De l’overdose à la délinquance, Trainspotting ne t’épargne rien de la consommation d’héroïne et de tout ce qui va avec. Ni le douloureux sevrage, ni l’euphorie momentanée, ni les vies qui volent en éclats. Sans jamais tomber dans l’apologie ni dans le pathos misérabiliste, comme on peut parfois le déplorer pour d’autres films sur la question, comme Requiem for a dream ou Moi Christiane F., 13 ans, droguée, prostituée… Ce qui nous amène à la deuxième étape du périple, à la radio cette fois :

… à ToxCity 

Si ce n’est pas déjà fait, il faut écouter Toxcity : une histoire orale de l’héroïne à Liège.
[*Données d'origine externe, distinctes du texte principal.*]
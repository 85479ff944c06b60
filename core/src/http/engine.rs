//! `httpRequest`: request shaping, progress reporting and downloads.

use std::collections::BTreeMap;
use std::future::Future;
use std::path::PathBuf;
use std::sync::atomic::{AtomicU64, Ordering};
use std::sync::Arc;
use std::time::Duration;

use futures_util::StreamExt;
use tokio::io::AsyncWriteExt;
use tokio::time::{interval_at, Instant, MissedTickBehavior};
use tracing::{debug, warn};

use crate::driver::Driver;
use crate::errors::DriverError;
use crate::files::local::io_context;
use crate::http::options::{CustomBody, HttpOptions, ResponseType};
use crate::http::progress::ProgressListener;
use crate::http::transport::{PreparedRequest, RequestBody, TransportResponse, UploadPart};
use crate::resource::{File, Url};

/// How often upload progress is sampled.
pub const UPLOAD_SAMPLE_INTERVAL: Duration = Duration::from_millis(250);

const FORM_CONTENT_TYPE: &str = "application/x-www-form-urlencoded";

/// Body of an HTTP response, when it was buffered.
#[derive(Debug, Clone, PartialEq, Eq)]
pub enum HttpBody {
    Text(String),
    Binary(Vec<u8>),
}

#[derive(Debug, Clone, PartialEq, Eq)]
pub struct HttpResponse {
    pub status: u16,
    pub headers: BTreeMap<String, String>,
    /// `None` when the body was streamed into the download file.
    pub body: Option<HttpBody>,
}

/// What a method token turns into.
#[derive(Debug, Clone, PartialEq, Eq)]
struct RequestPlan {
    method: String,
    multipart: bool,
    download: bool,
    upload: bool,
}

impl RequestPlan {
    fn new(token: &str, options: &HttpOptions) -> Self {
        match token {
            "POST" => Self {
                method: "POST".to_string(),
                multipart: true,
                download: false,
                upload: false,
            },
            "DOWNLOAD" => Self {
                method: options.method.clone().unwrap_or_else(|| "GET".to_string()),
                multipart: false,
                download: true,
                upload: false,
            },
            "UPLOAD" => Self {
                method: "POST".to_string(),
                multipart: true,
                download: false,
                upload: true,
            },
            other => Self {
                method: other.to_string(),
                multipart: false,
                download: false,
                upload: false,
            },
        }
    }
}

impl Driver {
    /// Perform an HTTP request against `url`.
    ///
    /// `method` is an HTTP verb or one of the tokens `DOWNLOAD` (stream the
    /// body into `options.file`) and `UPLOAD` (multipart POST of
    /// `options.file`). Progress goes to the listener attached to `url`.
    pub async fn http_request(
        &self,
        url: &Url,
        method: &str,
        options: HttpOptions,
    ) -> Result<HttpResponse, DriverError> {
        let plan = RequestPlan::new(method, &options);
        if plan.download {
            self.check_mutation("httpRequest")?;
        }
        let file = match (&options.file, plan.download || plan.upload) {
            (Some(file), _) => Some(file.clone()),
            (None, true) => {
                return Err(DriverError::invalid(
                    "The provided parameter 'options.file' must be a file",
                ))
            }
            (None, false) => None,
        };

        let request = self.prepare_request(url, &plan, &options, file.as_ref()).await?;
        let download = if plan.download { file } else { None };

        let mut partial = None;
        match self
            .transfer(url, request, download.as_ref(), options.response_type, &mut partial)
            .await
        {
            Ok(response) => Ok(response),
            Err(e) => fail_transfer(e, partial).await,
        }
    }

    async fn prepare_request(
        &self,
        url: &Url,
        plan: &RequestPlan,
        options: &HttpOptions,
        file: Option<&File>,
    ) -> Result<PreparedRequest, DriverError> {
        let mut headers: BTreeMap<String, String> =
            options.normalized_headers().into_iter().collect();
        let mut multipart = plan.multipart;
        // An explicit content-type only overrides the POST default; the
        // file part of an UPLOAD is its payload.
        if !plan.upload && headers.contains_key("content-type") {
            multipart = false;
        }

        let mut query = Vec::new();
        let body = if let Some(custom) = options.custom_body()? {
            let content_type = match (&options.body_type, headers.get("content-type")) {
                (Some(body_type), _) => body_type.clone(),
                (None, Some(existing)) => existing.clone(),
                (None, None) => "application/octet-stream".to_string(),
            };
            headers.insert("content-type".to_string(), content_type);
            match custom {
                CustomBody::Raw(data) => RequestBody::Bytes(data),
                CustomBody::Json(data) => {
                    headers.insert("content-type".to_string(), "application/json".to_string());
                    RequestBody::Bytes(data)
                }
            }
        } else if multipart {
            headers.remove("content-type");
            let part = match (plan.upload, file) {
                (true, Some(file)) => Some(upload_part(options, file).await?),
                _ => None,
            };
            RequestBody::Multipart {
                fields: options.param_pairs(),
                file: part,
            }
        } else if headers.get("content-type").map(String::as_str) == Some(FORM_CONTENT_TYPE) {
            RequestBody::Form(options.param_pairs())
        } else {
            query = options.param_pairs();
            RequestBody::Empty
        };

        Ok(PreparedRequest {
            url: url.url().to_string(),
            method: plan.method.clone(),
            headers,
            query,
            body,
            gzip: options.gzip,
            timeout: options.timeout.map(Duration::from_millis),
            auth: options.authentication.clone(),
            sent: Arc::new(AtomicU64::new(0)),
        })
    }

    async fn transfer(
        &self,
        url: &Url,
        request: PreparedRequest,
        download: Option<&File>,
        response_type: ResponseType,
        partial: &mut Option<PathBuf>,
    ) -> Result<HttpResponse, DriverError> {
        let listener = url.listener().cloned();
        let sent = request.sent.clone();
        let total = request.upload_total();
        debug!("HTTP {} {}", request.method, request.url);

        let send = self.transport().send(request);
        let response = send_with_upload_progress(send, sent, total, listener.clone()).await?;

        let status = response.status;
        let headers = response.headers.clone();
        let body = match download {
            Some(file) if status == 200 => {
                *partial = Some(file.absolute_path().to_path_buf());
                stream_to_file(response, file, listener.as_deref()).await?;
                None
            }
            _ => {
                let bytes = buffer_body(response, listener.as_deref()).await?;
                if download.is_some() || response_type == ResponseType::ArrayBuffer {
                    Some(HttpBody::Binary(bytes))
                } else {
                    Some(HttpBody::Text(decode_text(bytes)))
                }
            }
        };
        Ok(HttpResponse {
            status,
            headers,
            body,
        })
    }
}

async fn upload_part(options: &HttpOptions, file: &File) -> Result<UploadPart, DriverError> {
    let metadata = tokio::fs::metadata(file.absolute_path())
        .await
        .map_err(|e| io_context(e, file.path()))?;
    Ok(UploadPart {
        field: options.name_field.clone(),
        file_name: options
            .file_name
            .clone()
            .unwrap_or_else(|| file.name().to_string()),
        content_type: options.file_content_type.clone(),
        path: file.absolute_path().to_path_buf(),
        size: metadata.len(),
    })
}

/// Drive `send` while sampling upload progress every
/// [`UPLOAD_SAMPLE_INTERVAL`].
///
/// Samples that did not move are not reported. Sampling stops once the
/// total is reached; without a total or a listener there is nothing to
/// sample. A listener returning `false` drops `send`, aborting the request.
async fn send_with_upload_progress<F>(
    send: F,
    sent: Arc<AtomicU64>,
    total: Option<u64>,
    listener: Option<Arc<dyn ProgressListener>>,
) -> Result<TransportResponse, DriverError>
where
    F: Future<Output = Result<TransportResponse, DriverError>>,
{
    tokio::pin!(send);
    let (Some(listener), Some(total)) = (listener, total) else {
        return send.await;
    };

    let mut ticker = interval_at(Instant::now() + UPLOAD_SAMPLE_INTERVAL, UPLOAD_SAMPLE_INTERVAL);
    ticker.set_missed_tick_behavior(MissedTickBehavior::Delay);
    let mut last_sent = 0;
    let mut sampling = true;

    loop {
        tokio::select! {
            result = &mut send => return result,
            _ = ticker.tick(), if sampling => {
                let current = sent.load(Ordering::Relaxed).min(total);
                if current == last_sent {
                    continue;
                }
                last_sent = current;
                if !listener.on_upload_progress(current, total) {
                    debug!("Upload aborted by listener at {}/{} bytes", current, total);
                    return Err(DriverError::TransferAborted);
                }
                if current >= total {
                    sampling = false;
                }
            }
        }
    }
}

/// Report one received chunk; `false` from the listener aborts.
fn report_download(
    listener: Option<&dyn ProgressListener>,
    received: u64,
    total: Option<u64>,
) -> Result<(), DriverError> {
    match listener {
        Some(listener) if !listener.on_download_progress(received, total) => {
            debug!("Download aborted by listener at {} bytes", received);
            Err(DriverError::TransferAborted)
        }
        _ => Ok(()),
    }
}

async fn stream_to_file(
    response: TransportResponse,
    file: &File,
    listener: Option<&dyn ProgressListener>,
) -> Result<(), DriverError> {
    let total = response.content_length();
    let mut out = tokio::fs::File::create(file.absolute_path())
        .await
        .map_err(|e| io_context(e, file.path()))?;
    let mut body = response.body;
    let mut received = 0u64;
    while let Some(chunk) = body.next().await {
        let chunk = chunk?;
        out.write_all(&chunk).await?;
        received += chunk.len() as u64;
        report_download(listener, received, total)?;
    }
    out.flush().await?;
    debug!("Downloaded {} bytes into {}", received, file.path());
    Ok(())
}

async fn buffer_body(
    response: TransportResponse,
    listener: Option<&dyn ProgressListener>,
) -> Result<Vec<u8>, DriverError> {
    let total = response.content_length();
    let mut body = response.body;
    let mut buf = Vec::new();
    while let Some(chunk) = body.next().await {
        let chunk = chunk?;
        buf.extend_from_slice(&chunk);
        report_download(listener, buf.len() as u64, total)?;
    }
    Ok(buf)
}

/// Decode a buffered text body, dropping a leading byte order mark.
fn decode_text(bytes: Vec<u8>) -> String {
    let text = match String::from_utf8(bytes) {
        Ok(text) => text,
        Err(e) => String::from_utf8_lossy(e.as_bytes()).into_owned(),
    };
    match text.strip_prefix('\u{feff}') {
        Some(stripped) => stripped.to_string(),
        None => text,
    }
}

/// Single exit for failed transfers: drop the partial download, if any.
async fn fail_transfer(
    error: DriverError,
    partial: Option<PathBuf>,
) -> Result<HttpResponse, DriverError> {
    if let Some(path) = partial {
        if let Err(e) = tokio::fs::remove_file(&path).await {
            if e.kind() != std::io::ErrorKind::NotFound {
                warn!("Could not remove partial download {}: {}", path.display(), e);
            }
        }
    }
    debug!("HTTP transfer failed: {}", error);
    Err(error)
}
Ici, on n’est plus dans la fiction. Et ça nous touche de près, nous les liégeois-e-s.
Toxcity, ce n’est pas une chanson de System of a Down, mais le petit surnom doux-amer donné à notre ville où la consommation de drogues dures a une histoire bien ancrée. Toxcity, c’est aussi et surtout un superbe documentaire radiophonique en trois temps sur la toxicomanie et la consommation d’héroïne à Liège, réalisé en co-production avec d’Une Certaine Gaité asbl et qui avait en 2014 fait l’objet de plusieurs écoutes publiques.
En général, on parle surtout d’initiatives sympas, de restos cool et de gens inspirants. Liège, c’est aussi ça. Certes, c’est moins glamour et indubitablement moins vendeur, mais c’est une réalité qu’il n’est pas forcément bon de toujours vouloir édulcorer. De très près ou de très loin, beaucoup sont concernés.

Dans la veine d’un Crackopolis d’Arte Radio, en moins romancé, Toxcity montre avec brio à quel point la drogue habite la ville à différentes échelles. Liège est pour ainsi dire le protagoniste principal du documentaire : les acteurs, consommateurs ou pas, se croisent et se répondent indirectement dans des capsules sonores qui vont de l’intimité de l’habitation aux rues arpentées, des individus aux institutions. Pour peu, on reconnaîtrait le bruit des pas sur les pavés et les âmes égarées le long des quais.

En quelque sorte, c’est aussi une sorte de carte postale sonore et surtout, c’est celle de notre ville et d’un de ses aspects complexe et controversé. Je le répète : il faut l’écouter (ici).

Ce n’est pas un secret : à sujets graves, petits bijoux artistiques (de fiction ou pas) créés.

Si Trainspotting2 t’intéresse, tu peux toujours le voir pendant deux semaines à la Sauvenière -parce que bon, il est très sympa aussi quand même.